Pain, pain go away: new support tools improve students' experience of school-based vaccines
Summary:
New card game approach aims to reduce fear and pain during vaccinations at school-based clinics. On vaccination day, nurses ask students what 'CARDs they want to play' - a student may wish to play from category "A" and ask to be vaccinated in a private place, or "D" and bring an electronic device to serve as a distraction.
Student-centered support tools reduce vaccine-associated pain, fear, and fainting during school-based clinics
Researchers at the University of Toronto and The Hospital for Sick Children (SickKids) have teamed up with educators, public health practitioners and grade seven students in Ontario to develop and implement a new approach to delivering school-based vaccines that improves student experience.
The CARD System (Comfort, Ask, Relax, Distract) is an evidence-based approach that can be implemented as an in-class game to help students better prepare for vaccination clinics, thereby improving their experiences. Findings were published as a collection of studies in a special open source edition of Paediatrics & Child Health, the official journal of the Canadian Paediatric Society.
“Vaccine hesitancy has been identified as a major threat to global health,” says Anna Taddio, lead author and researcher the University of Toronto’s Leslie Dan Faculty of Pharmacy and a Senior Associate Scientist at SickKids. “While school-based programs are an efficient way to deliver vaccines that help protect youth and prevent the spread of illness, many youth have negative experiences due to fear of injection-related pain.”
“Fear of pain and needles, compounded by negative experiences, can lead to vaccine refusal and even a longer term reluctance to fully engage health care services throughout life,” says Taddio, who is an internationally recognized expert in children’s experience of pain.
The CARD System allows students to select coping strategies they want to use during their vaccination by selecting a letter of the CARD system. On vaccination day, nurses explicitly ask students about their level of fear and what ‘CARDs they want to play’ to help them cope and support them in their choices. For example, a student may wish to play from category “A” and ask to be vaccinated in a private place, or “D” and bring an electronic device to serve as a distraction.
This approach was implemented in a controlled clinical trial involving 10 Niagara Region schools. The results showed improved student symptoms and increased use of the CARD tools. Students, educators and public health nurses involved were pleased with the approach and expressed support for continuing to use CARD beyond the study. Now the Niagara Region has implemented the CARD system across all schools in their area.

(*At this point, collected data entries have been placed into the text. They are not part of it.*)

//! 网关组装模块：限流 → 缓存 → 下游处理器的固定流水线。
//!
//! # Gateway Composition
//!
//! One pipeline per request, strictly ordered and non-branching on the
//! success path:
//!
//! `RECEIVED -> RATE_CHECKED -> CACHE_CHECKED -> (HANDLER_EXECUTED | CACHE_HIT) -> RESPONDED`
//!
//! A denied rate check short-circuits to 429 without consulting the cache;
//! a cache hit short-circuits past the downstream handler. Infrastructure
//! failures degrade the feature (miss for caching, deny for rate limiting)
//! and are never visible to callers as errors.

use async_trait::async_trait;
use std::sync::Arc;

use crate::cache::{CacheControl, CacheLayer, CacheStats, CachedResponse};
use crate::config::GatewayConfig;
use crate::key::KeyCodec;
use crate::ratelimit::{RateDecision, RateLimiter, Tier};
use crate::store::{FallbackStore, MemoryStore, RedisStore, Store, StoreHealth};
use crate::{Error, Result};

pub const HEADER_CACHE: &str = "X-Cache";
pub const HEADER_LIMIT: &str = "X-RateLimit-Limit";
pub const HEADER_REMAINING: &str = "X-RateLimit-Remaining";
pub const HEADER_RETRY_AFTER: &str = "Retry-After";

/// An inbound request, as handed over by the host HTTP framework.
#[derive(Debug, Clone)]
pub struct GatewayRequest {
    pub method: String,
    pub path: String,
    /// Normalized-later query/body parameters; duplicates keep the last value.
    pub params: Vec<(String, String)>,
    pub headers: Vec<(String, String)>,
    /// Direct connection address, if the host framework provides one.
    pub remote_addr: Option<String>,
    /// Verified user id from upstream authentication, if any.
    pub user_id: Option<String>,
    pub tier: Tier,
}

impl GatewayRequest {
    pub fn new(method: impl Into<String>, path: impl Into<String>) -> Self {
        Self {
            method: method.into(),
            path: path.into(),
            params: Vec::new(),
            headers: Vec::new(),
            remote_addr: None,
            user_id: None,
            tier: Tier::Anonymous,
        }
    }

    pub fn with_param(mut self, name: impl Into<String>, value: impl Into<String>) -> Self {
        self.params.push((name.into(), value.into()));
        self
    }

    pub fn with_header(mut self, name: impl Into<String>, value: impl Into<String>) -> Self {
        self.headers.push((name.into(), value.into()));
        self
    }

    pub fn with_remote_addr(mut self, addr: impl Into<String>) -> Self {
        self.remote_addr = Some(addr.into());
        self
    }

    pub fn with_user(mut self, user_id: impl Into<String>, tier: Tier) -> Self {
        self.user_id = Some(user_id.into());
        self.tier = tier;
        self
    }

    pub fn with_tier(mut self, tier: Tier) -> Self {
        self.tier = tier;
        self
    }

    pub fn header(&self, name: &str) -> Option<&str> {
        self.headers
            .iter()
            .find(|(n, _)| n.eq_ignore_ascii_case(name))
            .map(|(_, v)| v.as_str())
    }
}

/// What the downstream conversion logic returns. The gateway imposes no
/// contract beyond this shape.
#[derive(Debug, Clone)]
pub struct HandlerResponse {
    pub status: u16,
    pub content_type: String,
    pub body: Vec<u8>,
}

impl HandlerResponse {
    pub fn json(status: u16, body: impl Into<Vec<u8>>) -> Self {
        Self {
            status,
            content_type: "application/json".to_string(),
            body: body.into(),
        }
    }
}

/// The downstream handler: a black box from the gateway's point of view.
#[async_trait]
pub trait Handler: Send + Sync {
    async fn call(&self, request: &GatewayRequest) -> Result<HandlerResponse>;
}

/// The response handed back to the host framework.
#[derive(Debug, Clone)]
pub struct GatewayResponse {
    pub status: u16,
    pub content_type: String,
    pub body: Vec<u8>,
    pub headers: Vec<(String, String)>,
}

impl GatewayResponse {
    pub fn header(&self, name: &str) -> Option<&str> {
        self.headers
            .iter()
            .find(|(n, _)| n.eq_ignore_ascii_case(name))
            .map(|(_, v)| v.as_str())
    }
}

pub struct Gateway {
    codec: KeyCodec,
    limiter: RateLimiter,
    cache: Arc<CacheLayer>,
    handler: Arc<dyn Handler>,
    fallback: Option<Arc<FallbackStore>>,
}

impl Gateway {
    /// Build the full composition from config: store stack (redis behind a
    /// fallback circuit when configured, memory-only otherwise), cache
    /// layer, and rate limiter sharing one store under disjoint namespaces.
    pub fn new(config: GatewayConfig, handler: Arc<dyn Handler>) -> Result<Self> {
        config.validate()?;
        let memory = Arc::new(MemoryStore::new(config.memory_capacity));
        let (store, fallback): (Arc<dyn Store>, Option<Arc<FallbackStore>>) =
            match &config.redis_url {
                Some(url) => {
                    let redis = Arc::new(RedisStore::new(url, config.op_timeout)?);
                    let fb = Arc::new(FallbackStore::new(
                        redis,
                        memory,
                        config.breaker_threshold,
                        config.breaker_cooldown,
                    ));
                    (Arc::clone(&fb) as Arc<dyn Store>, Some(fb))
                }
                None => (memory as Arc<dyn Store>, None),
            };
        Ok(Self::assemble(config, store, fallback, handler))
    }

    /// Build against a caller-provided store (used by tests and by hosts
    /// that manage their own backend composition).
    pub fn with_store(
        config: GatewayConfig,
        store: Arc<dyn Store>,
        handler: Arc<dyn Handler>,
    ) -> Result<Self> {
        config.validate()?;
        Ok(Self::assemble(config, store, None, handler))
    }

    fn assemble(
        config: GatewayConfig,
        store: Arc<dyn Store>,
        fallback: Option<Arc<FallbackStore>>,
        handler: Arc<dyn Handler>,
    ) -> Self {
        let cache = Arc::new(CacheLayer::new(config.cache.clone(), Arc::clone(&store)));
        let limiter = RateLimiter::new(config.tiers.clone(), store);
        Self {
            codec: KeyCodec::new(),
            limiter,
            cache,
            handler,
            fallback,
        }
    }

    /// Handle one request through the fixed pipeline.
    ///
    /// Rate checking happens strictly before cache lookup, so every
    /// request, hit or miss, consumes one unit of quota.
    pub async fn handle(&self, request: &GatewayRequest) -> GatewayResponse {
        // RATE_CHECKED
        let identity = self.codec.derive_identity(
            request.user_id.as_deref(),
            request.header("x-forwarded-for"),
            request.header("x-real-ip"),
            request.remote_addr.as_deref(),
        );
        let decision = self.limiter.check(&identity, request.tier).await;
        if !decision.allowed {
            return Self::rate_limited(&decision);
        }

        let key = match self
            .codec
            .derive_cache_key(&request.method, &request.path, &request.params)
        {
            Ok(key) => key,
            Err(e) => {
                tracing::debug!(error = %e, "request could not be normalized into a key");
                return Self::error_response(
                    400,
                    "INVALID_REQUEST",
                    "request could not be validated",
                    &decision,
                );
            }
        };

        // CACHE_CHECKED
        let cache_control = CacheControl::parse(request.header("cache-control"));
        if cache_control != CacheControl::NoCache {
            if let Some(hit) = self.cache.lookup(&key, &request.path).await {
                return Self::respond(hit.status, hit.content_type, hit.body, &decision, "HIT");
            }
        }

        // HANDLER_EXECUTED
        let response = match self.handler.call(request).await {
            Ok(response) => response,
            Err(Error::Validation { .. }) => {
                return Self::error_response(
                    400,
                    "INVALID_REQUEST",
                    "request could not be validated",
                    &decision,
                );
            }
            Err(e) => {
                // Full context stays server-side; the caller gets a generic body.
                tracing::error!(error = %e, path = %request.path, "downstream handler failed");
                return Self::error_response(
                    500,
                    "INTERNAL_ERROR",
                    "an internal error occurred",
                    &decision,
                );
            }
        };

        if cache_control != CacheControl::NoStore {
            let cache = Arc::clone(&self.cache);
            let path = request.path.clone();
            let entry = CachedResponse {
                status: response.status,
                content_type: response.content_type.clone(),
                body: response.body.clone(),
            };
            let key = key.clone();
            // Fire-and-forget: the response below never waits on this write.
            tokio::spawn(async move {
                cache.store(&key, &path, &entry, None).await;
            });
        }

        Self::respond(
            response.status,
            response.content_type,
            response.body,
            &decision,
            "MISS",
        )
    }

    /// Cache hit/miss counters for the composed cache layer.
    pub fn cache_stats(&self) -> CacheStats {
        self.cache.stats()
    }

    /// Fallback circuit snapshot, when a distributed backend is configured.
    pub fn store_health(&self) -> Option<StoreHealth> {
        self.fallback.as_ref().map(|fb| fb.health())
    }

    /// Administrative reset of an identity's current rate-limit window.
    pub async fn reset_rate_limit(&self, identity: &str, tier: Tier) -> Result<bool> {
        self.limiter.reset(identity, tier).await
    }

    fn rate_limited(decision: &RateDecision) -> GatewayResponse {
        let retry_after_secs = decision.retry_after_ms.div_ceil(1000);
        let body = serde_json::json!({
            "success": false,
            "error": {
                "code": "RATE_LIMIT_EXCEEDED",
                "retryAfterMs": decision.retry_after_ms,
            }
        });
        let mut response = Self::respond_raw(429, body.to_string().into_bytes(), decision);
        response
            .headers
            .push((HEADER_RETRY_AFTER.to_string(), retry_after_secs.to_string()));
        response
    }

    fn error_response(
        status: u16,
        code: &str,
        message: &str,
        decision: &RateDecision,
    ) -> GatewayResponse {
        let body = serde_json::json!({
            "success": false,
            "error": { "code": code, "message": message }
        });
        Self::respond_raw(status, body.to_string().into_bytes(), decision)
    }

    fn respond(
        status: u16,
        content_type: String,
        body: Vec<u8>,
        decision: &RateDecision,
        cache_status: &str,
    ) -> GatewayResponse {
        GatewayResponse {
            status,
            content_type,
            body,
            headers: vec![
                (HEADER_CACHE.to_string(), cache_status.to_string()),
                (HEADER_LIMIT.to_string(), decision.limit.to_string()),
                (HEADER_REMAINING.to_string(), decision.remaining.to_string()),
            ],
        }
    }

    fn respond_raw(status: u16, body: Vec<u8>, decision: &RateDecision) -> GatewayResponse {
        GatewayResponse {
            status,
            content_type: "application/json".to_string(),
            body,
            headers: vec![
                (HEADER_LIMIT.to_string(), decision.limit.to_string()),
                (HEADER_REMAINING.to_string(), decision.remaining.to_string()),
            ],
        }
    }
}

“CARD is the first knowledge translation tool to integrate all that is known about pain, fear and fainting mitigation into a simple, low-cost, appealing training approach for youth,” says Taddio.
Involving youth in the design and development of CARD was crucial because it allowed the tools to be developed based on students’ needs and preferences. “The CARD system is a very intuitive and intentional approach to immunization that enhances the student immunization experience,” says Leslie Alderman, Vaccine Preventable Diseases Supervisor with Niagara Public Health and member of the Pain Pain Go Away Project Team that oversaw the pilot implementation project.
Earlier this year the World Health Organization (WHO) identified vaccine hesitancy as one of ten threats to global health, alongside climate change, antimicrobial resistance and Ebola. Taddio believes that acknowledging barriers to vaccination, like fear and pain, and then designing approaches to address these barriers, should help improve vaccine hesitancy over time. Talking to students about needles and their fears did not make them more scared or not want to get immunized.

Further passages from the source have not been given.